Anpassen muss sich hier keiner denn bei Anglern stimmt die Chemie automatisch. Am Wasser schnackt man einen Kollegen an dutzt ihn sofort und es passt. Hier ist es wie am Wasser, aber was machts Du wenn dich jemand beim Fischen anspricht ob du mit ihm mitkommst oder seine Angelsachen geschenkt haben möchtest? Du kennst den aber nicht...

Merkste selber...

Ich freu mich trotzdem wenn sich alles aufklärt und du als neues Member in der Gemeinschaft begrüsst wirst. Wenn du das nicht möchtest gehts halt nicht.


----------



## Thomas9904 (12. September 2003)

Ich habe Dich angemailt, und zwar schon als Du noch Sänger Team warst, Dich darauf azufmerksam gemacht, dass das evtl. Schwierigkeiten geben könnte, sofern Du nix mit Sänger zu tun hast und Dir gleichzeitig angeboten mit mir direkt in Kontakt zu treten.
Habe bis heute auf meine Mail/PM keine Antwort erhalten.
Statt dessen jetzt hier Angriffe auf die Mods??
Da wäre es sicher von Deiner Seite sinnvoller gewesenen, ein solches Gesprächsangebot wahrzunehmen.


----------



## Franky (12. September 2003)

Ich möchte dem nur noch mal eben hinzufügen, dass auch meine "Kommunikationsversuche" via ICQ unbeantwortet blieben... Meine Mailadresse hat Steffen ihm genannt, damit er Kontakt hätte aufnehmen können (wg. Sänger Team) - es kam leider nichts!


----------



## Schleie! (12. September 2003)

Also die mailadresse habe ich Tysnes geben, per ICQ...vielleicht hat er es nicht bekommen, keine Ahnung...
zum anderen...ehrlich gesagt ist es mir auch spanisch, das einer Shimano verschenkt...weil das ja echt teuer ist...aber eigendlich ist es mir stink egal, woher er das zeug hat, und warum er es verscheknen will...ist ja sein Pech, wenn er es verscheknt...
Aber ich möchte jetzt nicht, das einer denkt,  stünde af irgendeiner Seite...ich halte mich da raus...wäre was anderes, wenn ich Tysnes schon ewig kenne, dann könnte ich auch mitsprechen, aber ich kenne ihn nur seit 1 Woche...per ICQ...
aber ich bitte euch, lasst dieses Thema nun bei seite, es hat ja eh keiner Beweise, einen zu verurteilen...und wenn einem etwas nicht passt, bitte...der soll die Fre*** halten...
Also ich bitte euch, lasst die streiterei...es sind ja auch Jungangler hier...echt super Vorbilder...irgendwie verstehe ich manche erwachsene nicht...
Tysnes hat mich gebeten, den Streit zu beenden, ihm tut es wohl leid...


----------



## angeltreff (12. September 2003)

@ Schleie!

Kann es sein, dass Du etwas blauäugig bist?


----------



## Rotauge (12. September 2003)

Blauäugig ist gut, hab zwei "nette" PM's von Tysnes bekommen.
Das zeigt seinen Charakter.

Sich neutral halten und den größtmöglichenm Nutzen draus ziehen, ne ne, da könnte ich :e


----------



## Dorschi (12. September 2003)

Mann was tauchen denn in letzter Zeit hier im Board für Typen auf?


----------



## nikmark (12. September 2003)

Jetzt bin ich aber ganz nachdenklich geworden !!!
Da war doch in dem Forum von Askari vor gut einem Jahr (!!!) jemand, der Jungangler zum Angeln eingeladen hat, Shimano Ruten an Jungangler verschenken wollte, weil er nicht mehr mit Shimano angeln wollte   und zudem Jugendwart war.

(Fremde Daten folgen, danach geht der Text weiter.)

//! Scalar adapters: booleans, integers, reals, strings and empty markers

use std::path::Path;

use serde_json::{Map, Value};
use tracing::debug;

use super::{describe, mismatch, real_value, single, Adapter, UpdateEffect};
use crate::error::{Result, ValidationError};
use crate::property::{PropertyEvent, PropertyGroup, PropertyValue, Widget};

/// A branch with no data, e.g. the non-custom antenna patterns
#[derive(Debug, Clone, Default)]
pub struct Marker;

impl Adapter for Marker {
    fn draw(&self, _parent: &mut PropertyGroup, _name: &str) {}

    fn update(&mut self, _event: &PropertyEvent) -> Result<UpdateEffect> {
        Ok(UpdateEffect::Ignored)
    }

    fn to_format(&self, name: &str, _results_dir: &Path) -> Result<Map<String, Value>> {
        Ok(single(name, Value::Null))
    }

    fn is_marker(&self) -> bool {
        true
    }
}

#[derive(Debug, Clone)]
pub struct Boolean {
    pub value: bool,
    pub label: Option<String>,
}

impl Boolean {
    pub fn new(value: bool) -> Self {
        Self { value, label: None }
    }

    pub fn labeled(value: bool, label: &str) -> Self {
        Self {
            value,
            label: Some(label.to_string()),
        }
    }
}

impl Adapter for Boolean {
    fn draw(&self, parent: &mut PropertyGroup, name: &str) {
        let node = parent.add(name, Widget::Bool(self.value));
        describe(node, &self.label);
    }

    fn update(&mut self, event: &PropertyEvent) -> Result<UpdateEffect> {
        if !event.is_modification() {
            return Ok(UpdateEffect::Ignored);
        }
        match event.value {
            PropertyValue::Bool(value) => {
                self.value = value;
                Ok(UpdateEffect::Value)
            }
            _ => Err(mismatch("boolean")),
        }
    }

    fn to_format(&self, name: &str, _results_dir: &Path) -> Result<Map<String, Value>> {
        Ok(single(name, Value::Bool(self.value)))
    }
}

#[derive(Debug, Clone)]
pub struct Integer {
    pub value: i64,
    pub min: i64,
    pub max: i64,
    /// Sentinel accepted regardless of range, e.g. "auto"
    pub extra_case: Option<i64>,
    pub label: Option<String>,
}

impl Integer {
    pub const DEFAULT_MIN: i64 = -2_147_483_647;
    pub const DEFAULT_MAX: i64 = 2_147_483_647;

    pub fn new(value: i64) -> Self {
        Self {
            value,
            min: Self::DEFAULT_MIN,
            max: Self::DEFAULT_MAX,
            extra_case: None,
            label: None,
        }
    }

    pub fn labeled(value: i64, label: &str) -> Self {
        Self {
            label: Some(label.to_string()),
            ..Self::new(value)
        }
    }

    pub fn range(mut self, min: i64, max: i64) -> Self {
        self.min = min;
        self.max = max;
        self
    }

    pub fn extra_case(mut self, extra_case: i64) -> Self {
        self.extra_case = Some(extra_case);
        self
    }
}

impl Adapter for Integer {
    fn draw(&self, parent: &mut PropertyGroup, name: &str) {
        let node = parent.add(
            name,
            Widget::Int {
                value: self.value,
                min: self.min,
                max: self.max,
            },
        );
        describe(node, &self.label);
    }

    fn update(&mut self, event: &PropertyEvent) -> Result<UpdateEffect> {
        if !event.is_modification() {
            return Ok(UpdateEffect::Ignored);
        }
        match event.value {
            PropertyValue::Int(value) => {
                self.value = value;
                debug!("[Integer] Update - New value : {}", self.value);
                Ok(UpdateEffect::Value)
            }
            _ => Err(mismatch("integer")),
        }
    }

    fn validate(&self) -> std::result::Result<(), ValidationError> {
        if Some(self.value) == self.extra_case || (self.min..=self.max).contains(&self.value) {
            Ok(())
        } else {
            Err(ValidationError::new(format!(
                "Select an integer between {} and {} or the extra case {}",
                self.min,
                self.max,
                extra_case_text(self.extra_case)
            )))
        }
    }

    fn to_format(&self, name: &str, _results_dir: &Path) -> Result<Map<String, Value>> {
        Ok(single(name, Value::from(self.value)))
    }
}

#[derive(Debug, Clone)]
pub struct Real {
    pub value: f64,
    pub min: f64,
    pub max: f64,
    /// Sentinel accepted regardless of range; serialized as `null`
    pub extra_case: Option<f64>,
    pub label: Option<String>,
}

impl Real {
    pub fn new(value: f64) -> Self {
        Self {
            value,
            min: f64::MIN,
            max: f64::MAX,
            extra_case: None,
            label: None,
        }
    }

    pub fn labeled(value: f64, label: &str) -> Self {
        Self {
            label: Some(label.to_string()),
            ..Self::new(value)
        }
    }

    pub fn min(mut self, min: f64) -> Self {
        self.min = min;
        self
    }

    pub fn range(mut self, min: f64, max: f64) -> Self {
        self.min = min;
        self.max = max;
        self
    }

    pub fn extra_case(mut self, extra_case: f64) -> Self {
        self.extra_case = Some(extra_case);
        self
    }

    pub fn is_extra_case(&self) -> bool {
        self.extra_case == Some(self.value)
    }
}

impl Adapter for Real {
    fn draw(&self, parent: &mut PropertyGroup, name: &str) {
        let node = parent.add(name, Widget::Real(self.value));
        describe(node, &self.label);
    }

    fn update(&mut self, event: &PropertyEvent) -> Result<UpdateEffect> {
        if !event.is_modification() {
            return Ok(UpdateEffect::Ignored);
        }
        match event.value {
            PropertyValue::Real(value) => {
                self.value = value;
                debug!("[Real] Update - New value : {}", self.value);
                Ok(UpdateEffect::Value)
            }
            PropertyValue::Int(value) => {
                self.value = value as f64;
                Ok(UpdateEffect::Value)
            }
            _ => Err(mismatch("real")),
        }
    }

    fn validate(&self) -> std::result::Result<(), ValidationError> {
        if self.is_extra_case() || (self.value >= self.min && self.value <= self.max) {
            Ok(())
        } else {
            Err(ValidationError::new(format!(
                "Select a real value between {:?} and {:?} or the extra case {}",
                self.min,
                self.max,
                match self.extra_case {
                    Some(extra) => format!("{:?}", extra),
                    None => "None".to_string(),
                }
            )))
        }
    }

    fn to_format(&self, name: &str, _results_dir: &Path) -> Result<Map<String, Value>> {
        if self.is_extra_case() {
            return Ok(single(name, Value::Null));
        }
        Ok(single(name, real_value(self.value)))
    }
}

fn extra_case_text(extra_case: Option<i64>) -> String {
    match extra_case {
        Some(extra) => extra.to_string(),
        None => "None".to_string(),
    }
}

/// A free-text value, or a dropdown over a fixed list of options
#[derive(Debug, Clone)]
pub struct Text {
    pub value: String,
    pub options: Vec<String>,
    pub chosen: usize,
    pub label: Option<String>,
}

impl Text {
    pub fn new(value: &str) -> Self {
        Self {
            value: value.to_string(),
            options: Vec::new(),
            chosen: 0,
            label: None,
        }
    }

    pub fn labeled(value: &str, label: &str) -> Self {
        Self {
            label: Some(label.to_string()),
            ..Self::new(value)
        }
    }

    /// Dropdown; the value is the text of the chosen option
    pub fn dropdown(options: &[&str], chosen: usize, label: &str) -> Self {
        let options: Vec<String> = options.iter().map(|o| o.to_string()).collect();
        let chosen = chosen.min(options.len().saturating_sub(1));
        Self {
            value: options.get(chosen).cloned().unwrap_or_default(),
            options,
            chosen,
            label: Some(label.to_string()),
        }
    }

    pub fn is_dropdown(&self) -> bool {
        !self.options.is_empty()
    }
}

impl Adapter for Text {
    fn draw(&self, parent: &mut PropertyGroup, name: &str) {
        let widget = if self.is_dropdown() {
            Widget::Enum {
                options: self.options.clone(),
                chosen: self.chosen,
            }
        } else {
            Widget::Text(self.value.clone())
        };
        let node = parent.add(name, widget);
        describe(node, &self.label);
    }

    fn update(&mut self, event: &PropertyEvent) -> Result<UpdateEffect> {
        if !event.is_modification() {
            return Ok(UpdateEffect::Ignored);
        }
        match (&event.value, self.is_dropdown()) {
            (PropertyValue::Choice(index), true) => match self.options.get(*index) {
                Some(option) => {
                    self.value = option.clone();
                    self.chosen = *index;
                    Ok(UpdateEffect::Value)
                }
                None => Err(mismatch("choice within the option list")),
            },
            (PropertyValue::Text(text), false) => {
                self.value = text.clone();
                Ok(UpdateEffect::Value)
            }
            (_, true) => Err(mismatch("choice")),
            (_, false) => Err(mismatch("string")),
        }
    }

    fn to_format(&self, name: &str, _results_dir: &Path) -> Result<Map<String, Value>> {
        Ok(single(name, Value::String(self.value.clone())))
    }
}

Verblüffende Übereinstimmung !!!

....ich werde immer nachdenklicher !

Nikmark


----------



## The_Duke (12. September 2003)

@nikmark

Stimmt...und dieser "Herr" schreibt nach eigenen Auskünften via PM auch im ASKARI-Forum.
Ich werde mal verstärkt auf seltsame Postings dort achten....


----------



## Jürgen (12. September 2003)

@ Tysnes

Sorry wenn wir dich alle nicht oder falsch verstehen aber deine Poastings sind auch für mich sehr merkwürdig.

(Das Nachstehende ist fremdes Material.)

//! Property adapters
//!
//! Every configurable value is wrapped in an adapter that can:
//! - draw itself into a headless [`PropertyGroup`]
//! - apply edit events coming back from the host UI
//! - validate its current value
//! - serialize itself to a single-key JSON mapping `{field: value}`
//!
//! Composite adapters (toggles, camera, gated sections) own nested schemas
//! and recurse for each of these operations.

pub mod composite;
pub mod file;
pub mod scalar;
pub mod toggle;
pub mod vector;

pub use composite::{Camera, Rescaling, Resizing, Section};
pub use file::File;
pub use scalar::{Boolean, Integer, Marker, Real, Text};
pub use toggle::{Toggle, ToggleOption};
pub use vector::{Rgb, Vec2, Vec3};

use std::fmt;
use std::path::Path;

use serde_json::{Map, Value};

use crate::error::{Error, Result, ValidationError};
use crate::property::{PropertyEvent, PropertyGroup, PropertyNode};

/// What the host has to do after an edit was applied
#[derive(Debug, Clone, Copy, PartialEq, Eq)]
pub enum UpdateEffect {
    /// The event was not a value modification and was dropped
    Ignored,
    /// The stored value changed, the layout did not
    Value,
    /// The set of visible controls changed; the panel must be drawn again
    Redraw,
}

pub trait Adapter: fmt::Debug {
    /// Add this adapter's control(s) to `parent` under `name`
    fn draw(&self, parent: &mut PropertyGroup, name: &str);

    /// Apply an edit event; events that are not modifications are ignored
    fn update(&mut self, event: &PropertyEvent) -> Result<UpdateEffect>;

    fn validate(&self) -> std::result::Result<(), ValidationError> {
        Ok(())
    }

    /// Serialize as `{name: value}`, copying referenced files below `results_dir`
    fn to_format(&self, name: &str, results_dir: &Path) -> Result<Map<String, Value>>;

    /// Nested adapter addressed by `name`, for composites
    fn field(&self, _name: &str) -> Option<&dyn Adapter> {
        None
    }

    /// Route an edit to the adapter addressed by `path` below this one.
    /// Composites override this to forward to their children and react to
    /// the outcome; leaves only accept an empty path.
    fn apply(&mut self, path: &[&str], event: &PropertyEvent) -> Result<UpdateEffect> {
        match path {
            [] => self.update(event),
            [head, ..] => Err(Error::UnknownField(head.to_string())),
        }
    }

    /// True for branches that carry no data of their own
    fn is_marker(&self) -> bool {
        false
    }
}

pub(crate) fn single(name: &str, value: Value) -> Map<String, Value> {
    let mut map = Map::new();
    map.insert(name.to_string(), value);
    map
}

pub(crate) fn mismatch(expected: &'static str) -> Error {
    Error::ValueMismatch {
        field: String::new(),
        expected,
    }
}

/// Attach the field name to a mismatch raised by a leaf adapter
pub(crate) fn in_field(err: Error, field: &str) -> Error {
    match err {
        Error::ValueMismatch { field: f, expected } if f.is_empty() => Error::ValueMismatch {
            field: field.to_string(),
            expected,
        },
        other => other,
    }
}

pub(crate) fn describe(node: &mut PropertyNode, label: &Option<String>) {
    if let Some(label) = label {
        node.description = Some(label.clone());
    }
}

/// Serialize a float; non-finite values have no JSON form and become null
pub(crate) fn real_value(value: f64) -> Value {
    serde_json::Number::from_f64(value)
        .map(Value::Number)
        .unwrap_or(Value::Null)
}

Das einfachste wäre du würdest dein "Profil" mit Vor- und Zunamen + e-mailadresse erweitern. Besonders wenn Kontakt
mit Kindern- Jugendlichen gesucht wird sollte das
selbstverständlich sein.

Du hast als deinen nickname und web-adresse Tysnes
angegeben - was hat es damit auf sich?


@ Moderatoren

vielleicht sollten wir nach diesem Beispiel für das Anbieten von
Kontakten/Mitangelmöglichkeiten an Minderjährige klare Regeln
und eine Registrierung der jeweiligen Person beim Moderator
einführen.
Bin zwar kein Freund von zuvielen Regeln und Gesetzen aber bei
diesem Thema sollten unsere Jungangler geschützt werden.


----------



## Hummer (12. September 2003)

> @ Moderatoren
> vielleicht sollten wir nach diesem Beispiel für das Anbieten von
> Kontakten/Mitangelmöglichkeiten an Minderjährige klare Regeln
> und eine Registrierung der jeweiligen Person beim Moderator
> ...



Für klare Regeln bin ich auch. Aber eine Registrierung läßt sich leicht faken und die Verantwortung kann ich als Moderator nicht auf mich nehmen. 
Ich würde nur zustimmen, wenn es Leute sind, die sich über einen längeren Zeitraum im Board aufhalten und mehreren membern/mods persönlich (zb von den diversen Boardtreffen) bekannt sind. Schriftliches Einverständnis der Eltern vorausgesetzt. 

@Schleie
Hier hält niemand die Fresse, der etwas zu sagen hat, ok? 

Petri

Hummer


----------



## Jürgen (12. September 2003)

@ Hummer

ok kann ich nachvollziehen. War nur ne Idee.

:m


----------



## angeltreff (12. September 2003)

Eins ist klar, Aufmerksamkeit ist eine der Grundeigenschaften im Board ... )


----------



## Dorsch1 (12. September 2003)

> Aufmerksamkeit ist eine der Grundeigenschaften im Board



So ist es und so soll es bleiben.

@ Norwegenprofi



> Dorsch1 kenne ich persönlich, und er ist unter anderem Kumpel wie Sau


Danke :m


----------



## nikmark (12. September 2003)

...ich fühl mich richtig gut, das mir das von damals bei Askari noch eingefallen ist !

Nikmark


----------



## Tysnes (12. September 2003)

*AW*

ok werde mein ptof vervollständigen, und wäre bereit mal mit mods zu treffen, vielleicht ändern dir leute omboard ja imal dann ihre meinung, 

PS: MAn kann schnell einen verurteilen den man net kennt


----------



## Dorsch1 (12. September 2003)

Hallo Tysnes

Hier verurteilt Dich niemand.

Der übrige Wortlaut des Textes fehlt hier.